[DATA FOR PROCESSING]

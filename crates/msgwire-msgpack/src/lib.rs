//! MessagePack wire format for msgwire requests and replies.
//!
//! **Structs are always encoded as maps** (`rmp_serde::to_vec_named`), keyed
//! by the same field names the JSON format uses. Positional (array) encoding
//! would make the payload unreadable to peers that look fields up by name.
//!
//! # Example
//!
//! ```
//! use msgwire_message::{Parameters, ReplyMessage};
//! use msgwire_msgpack::{new_reply, Reply};
//!
//! let reply = Reply::new(msgwire_message::Reply::ok(Parameters::new().with("number", 123u64)));
//! let frames = reply.to_frames().unwrap();
//! assert_eq!(frames.len(), 2);
//!
//! let back = new_reply(&frames).unwrap();
//! assert_eq!(back.reply().parameters.uint64_value("number").unwrap(), 123);
//! ```

use msgwire_message::{BoxError, Bytes, Format, Framed, Operations, ReplyMessage, RequestMessage};
use serde::de::DeserializeOwned;
use serde::Serialize;

/// Name of this format in a [`msgwire_message::FormatRegistry`].
pub const NAME: &str = "msgpack";

/// MessagePack codec.
#[derive(Debug, Clone, Copy, Default, PartialEq, Eq)]
pub struct MsgPack;

impl Format for MsgPack {
    const NAME: &'static str = NAME;

    #[inline]
    fn to_bytes<T: Serialize>(value: &T) -> Result<Vec<u8>, BoxError> {
        // to_vec_named, not to_vec: struct-as-map.
        Ok(rmp_serde::to_vec_named(value)?)
    }

    #[inline]
    fn from_bytes<T: DeserializeOwned>(bytes: &[u8]) -> Result<T, BoxError> {
        Ok(rmp_serde::from_slice(bytes)?)
    }
}

/// A request encoded as MessagePack.
pub type Request = Framed<MsgPack, msgwire_message::Request>;

/// A reply encoded as MessagePack.
pub type Reply = Framed<MsgPack, msgwire_message::Reply>;

/// Format descriptor for runtime selection.
pub fn message() -> Operations {
    Operations::of::<MsgPack>()
}

/// Decode a request from its envelope frames.
pub fn new_request(frames: &[Bytes]) -> msgwire_message::Result<Box<dyn RequestMessage>> {
    message().new_request(frames)
}

/// Decode a reply from its envelope frames.
pub fn new_reply(frames: &[Bytes]) -> msgwire_message::Result<Box<dyn ReplyMessage>> {
    message().new_reply(frames)
}

pub fn new_empty_request() -> Box<dyn RequestMessage> {
    message().empty_request()
}

pub fn new_empty_reply() -> Box<dyn ReplyMessage> {
    message().empty_reply()
}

[/DATA FOR PROCESSING]

ASSIGNED TASK — I would like you to report every line in the listing above that contains "Framed".

WRITTEN RESPONSE —
use msgwire_message::{BoxError, Bytes, Format, Framed, Operations, ReplyMessage, RequestMessage};
pub type Request = Framed<MsgPack, msgwire_message::Request>;
pub type Reply = Framed<MsgPack, msgwire_message::Reply>;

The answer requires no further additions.